Go ahead and Download this if you aren't the Cut-n-Paste type.

Disclaimer #2: I take no responsibility if this code ends up eating your grandmother's birthday photos, makes your Shih Tzu sick, or causes you to forget about those Jethro Tull tickets you've been sitting on. It probably won't do most of those things, but still!

Probably could have been done MUCH more efficiently - but I'm all about results, and for a project like this. Quick wins. Set it up to run every 5 minutes in the background using Task Scheduler and suddenly we're off to the races gathering tweets.

Pic of my "TweetLog" Table.

Pic of my "TweetBank" table.

What do we DO with this data? Well, that'll have to wait a bit while I gather it - but I sense some Tableau in the future...

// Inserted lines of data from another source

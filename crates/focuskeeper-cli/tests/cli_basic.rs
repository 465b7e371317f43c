//! Basic CLI E2E tests.
//!
//! Each test runs the built binary against its own data directory and
//! inspects the JSON documents printed on stdout.

use std::path::Path;
use std::process::Command;

use serde_json::Value;
use tempfile::TempDir;

/// Run a CLI command and return (stdout, stderr, exit code).
fn run_cli(home: &Path, args: &[&str]) -> (String, String, i32) {
    let output = Command::new(env!("CARGO_BIN_EXE_focuskeeper"))
        .args(args)
        .env("FOCUSKEEPER_HOME", home)
        .env_remove("FOCUSKEEPER_LOG")
        .output()
        .expect("Failed to execute CLI command");

    let stdout = String::from_utf8_lossy(&output.stdout).to_string();
    let stderr = String::from_utf8_lossy(&output.stderr).to_string();
    let code = output.status.code().unwrap_or(-1);

    (stdout, stderr, code)
}

/// Every JSON document on stdout, in order.
fn documents(stdout: &str) -> Vec<Value> {
    serde_json::Deserializer::from_str(stdout)
        .into_iter::<Value>()
        .collect::<Result<_, _>>()
        .expect("stdout is a stream of JSON documents")
}

fn snapshot(stdout: &str) -> Value {
    let docs = documents(stdout);
    let last = docs.last().cloned().expect("at least one document");
    assert_eq!(last["type"], "StateSnapshot");
    last
}

#[test]
fn test_status_on_fresh_home() {
    let home = TempDir::new().unwrap();
    let (stdout, _, code) = run_cli(home.path(), &["timer", "status"]);
    assert_eq!(code, 0);

    let snap = snapshot(&stdout);
    assert_eq!(snap["mode"], "FOCUS");
    assert_eq!(snap["timeLeft"], 1500);
    assert_eq!(snap["isActive"], false);
    assert_eq!(snap["cycleNumber"], 1);
}

#[test]
fn test_start_persists_across_invocations() {
    let home = TempDir::new().unwrap();

    let (stdout, _, code) = run_cli(home.path(), &["timer", "start"]);
    assert_eq!(code, 0);
    let docs = documents(&stdout);
    assert_eq!(docs[0]["type"], "TimerStarted");
    assert_eq!(snapshot(&stdout)["isActive"], true);

    let (stdout, _, _) = run_cli(home.path(), &["timer", "status"]);
    assert_eq!(snapshot(&stdout)["isActive"], true);

    let (stdout, _, code) = run_cli(home.path(), &["timer", "pause"]);
    assert_eq!(code, 0);
    let snap = snapshot(&stdout);
    assert_eq!(snap["isActive"], false);
    assert!(snap["timeLeft"].as_u64().unwrap() <= 1500);
}

#[test]
fn test_quick_skip_moves_to_break_without_session() {
    let home = TempDir::new().unwrap();
    run_cli(home.path(), &["timer", "start"]);

    let (stdout, _, code) = run_cli(home.path(), &["timer", "skip"]);
    assert_eq!(code, 0);
    let docs = documents(&stdout);
    assert!(docs.iter().all(|d| d["type"] != "SessionSubmitted"));

    let snap = snapshot(&stdout);
    assert_eq!(snap["mode"], "SHORT_BREAK");
    assert_eq!(snap["cycleNumber"], 2);
    assert_eq!(snap["timeLeft"], 300);
}

#[test]
fn test_mode_and_duration() {
    let home = TempDir::new().unwrap();

    let (stdout, _, code) = run_cli(home.path(), &["timer", "mode", "long-break"]);
    assert_eq!(code, 0);
    assert_eq!(snapshot(&stdout)["timeLeft"], 900);

    let (stdout, _, code) = run_cli(home.path(), &["timer", "duration", "45"]);
    assert_eq!(code, 0);
    assert_eq!(snapshot(&stdout)["timeLeft"], 2700);

    let (_, stderr, code) = run_cli(home.path(), &["timer", "duration", "0"]);
    assert_eq!(code, 1);
    assert!(stderr.contains("error:"));
}

#[test]
fn test_mode_switch_refused_while_running() {
    let home = TempDir::new().unwrap();
    run_cli(home.path(), &["timer", "start"]);

    let (_, stderr, code) = run_cli(home.path(), &["timer", "mode", "stopwatch"]);
    assert_eq!(code, 1);
    assert!(stderr.contains("error:"));
}

#[test]
fn test_rate_without_pending_session_fails() {
    let home = TempDir::new().unwrap();
    let (_, stderr, code) = run_cli(home.path(), &["timer", "rate", "4"]);
    assert_eq!(code, 1);
    assert!(stderr.contains("error:"));
}

#[test]
fn test_subject_is_reported() {
    let home = TempDir::new().unwrap();
    let (stdout, _, code) = run_cli(
        home.path(),
        &["timer", "subject", "History", "--task-id", "t-42"],
    );
    assert_eq!(code, 0);
    let snap = snapshot(&stdout);
    assert_eq!(snap["subject"], "History");
    assert_eq!(snap["taskId"], "t-42");
}

#[test]
fn test_debug_log_names_backend_endpoint() {
    let home = TempDir::new().unwrap();
    let output = Command::new(env!("CARGO_BIN_EXE_focuskeeper"))
        .args(["timer", "status"])
        .env("FOCUSKEEPER_HOME", home.path())
        .env("FOCUSKEEPER_LOG", "debug")
        .output()
        .expect("Failed to execute CLI command");

    assert!(output.status.success());
    let stderr = String::from_utf8_lossy(&output.stderr);
    assert!(stderr.contains("session backend"));
    assert!(stderr.contains("http://localhost:5000/api/focus"));
}

#[test]
fn test_config_set_and_get() {
    let home = TempDir::new().unwrap();

    let (stdout, _, code) = run_cli(home.path(), &["config", "get", "backend.base_url"]);
    assert_eq!(code, 0);
    assert_eq!(stdout.trim(), "http://localhost:5000/api");

    let (_, _, code) = run_cli(home.path(), &["config", "set", "timer.tick_interval_ms", "250"]);
    assert_eq!(code, 0);
    let (stdout, _, _) = run_cli(home.path(), &["config", "get", "timer.tick_interval_ms"]);
    assert_eq!(stdout.trim(), "250");

    let (_, _, code) = run_cli(home.path(), &["config", "get", "no.such.key"]);
    assert_eq!(code, 1);
}

#[test]
fn test_completions() {
    let home = TempDir::new().unwrap();
    let (stdout, _, code) = run_cli(home.path(), &["completions", "bash"]);
    assert_eq!(code, 0);
    assert!(stdout.contains("focuskeeper"));
}
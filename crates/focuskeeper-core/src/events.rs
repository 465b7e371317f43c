use chrono::{DateTime, Utc};
use serde::{Deserialize, Serialize};
use tokio::sync::mpsc;

use crate::session::{SessionRecord, SessionStatus};
use crate::timer::TimerMode;

/// Every state change in the engine produces an Event.
/// The UI listens for them; session submission outcomes arrive the same way.
#[derive(Debug, Clone, PartialEq, Serialize, Deserialize)]
#[serde(tag = "type", rename_all_fields = "camelCase")]
pub enum Event {
    TimerStarted {
        mode: TimerMode,
        session_id: String,
        time_left: u64,
        at: DateTime<Utc>,
    },
    TimerPaused {
        mode: TimerMode,
        time_left: u64,
        at: DateTime<Utc>,
    },
    TimerReset {
        mode: TimerMode,
        at: DateTime<Utc>,
    },
    TimerSkipped {
        from: TimerMode,
        to: TimerMode,
        at: DateTime<Utc>,
    },
    /// A countdown reached zero on its own.
    TimerCompleted {
        mode: TimerMode,
        next_mode: TimerMode,
        cycle_number: u8,
        at: DateTime<Utc>,
    },
    ModeSwitched {
        mode: TimerMode,
        time_left: u64,
        at: DateTime<Utc>,
    },
    DurationSet {
        minutes: u32,
        at: DateTime<Utc>,
    },
    SubjectChanged {
        subject: Option<String>,
        task_id: Option<String>,
        at: DateTime<Utc>,
    },
    /// A session record was handed to the backend collaborator.
    SessionSubmitted {
        session_id: String,
        status: SessionStatus,
        duration_min: u64,
        at: DateTime<Utc>,
    },
    /// The backend accepted a submission.
    SessionRecorded {
        session_id: String,
        at: DateTime<Utc>,
    },
    /// The backend rejected a submission or could not be reached.
    /// Nothing is retried; the timer has already moved on.
    SessionSubmissionFailed {
        session_id: String,
        message: String,
        at: DateTime<Utc>,
    },
    SessionRated {
        session_id: String,
        rating: u8,
        at: DateTime<Utc>,
    },
    /// A pending session was cleared without a rating.
    PendingSessionResolved {
        session_id: String,
        at: DateTime<Utc>,
    },
    /// State was replaced wholesale from the store after another instance wrote it.
    StateSynced {
        mode: TimerMode,
        is_active: bool,
        time_left: u64,
        at: DateTime<Utc>,
    },
    StateSnapshot {
        mode: TimerMode,
        label: String,
        time_left: u64,
        is_active: bool,
        cycle_number: u8,
        sessions_completed: u64,
        subject: Option<String>,
        task_id: Option<String>,
        pending_session: Option<SessionRecord>,
        at: DateTime<Utc>,
    },
}

/// Sending half of the engine's notification channel.
///
/// Sends never block and never fail loudly: a UI that stopped listening
/// does not stop the timer.
#[derive(Debug, Clone)]
pub struct Notifier {
    tx: mpsc::UnboundedSender<Event>,
}

impl Notifier {
    pub fn channel() -> (Self, mpsc::UnboundedReceiver<Event>) {
        let (tx, rx) = mpsc::unbounded_channel();
        (Self { tx }, rx)
    }

    pub fn notify(&self, event: Event) {
        if self.tx.send(event).is_err() {
            tracing::trace!("event dropped: no listener");
        }
    }
}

Would love feedback, especially if you got it working (or if you didn't, maybe I can help).

  • the1percentblog

    looks great – will try it in the next few days, problem is i am a beginner coder and using OS X. Can you elaborate on the changes needed. Also can you get the followed and follower stats using this method?

    • http://ryrobes.com/ Ryan Robitaille

      Heya, so sorry I missed this comment last week.

      You should have no problem using the OSX version of Python, one of the only changes you’ll have to make will be to use a local installation of MySQL to save the data to.

      I’m not sure, offhand if the follower and followed stats are in the data object that I pull all the fields from, but I’m pretty sure that this twitter module has ways of getting that too.

      Let me know how it goes!

  • http://ryrobes.com/ Ryan Robitaille

    Anyone having any issues with this, please let me know. I’m sure we can figure them out. Its way too awesome of a datasource to get forgotten (after x days).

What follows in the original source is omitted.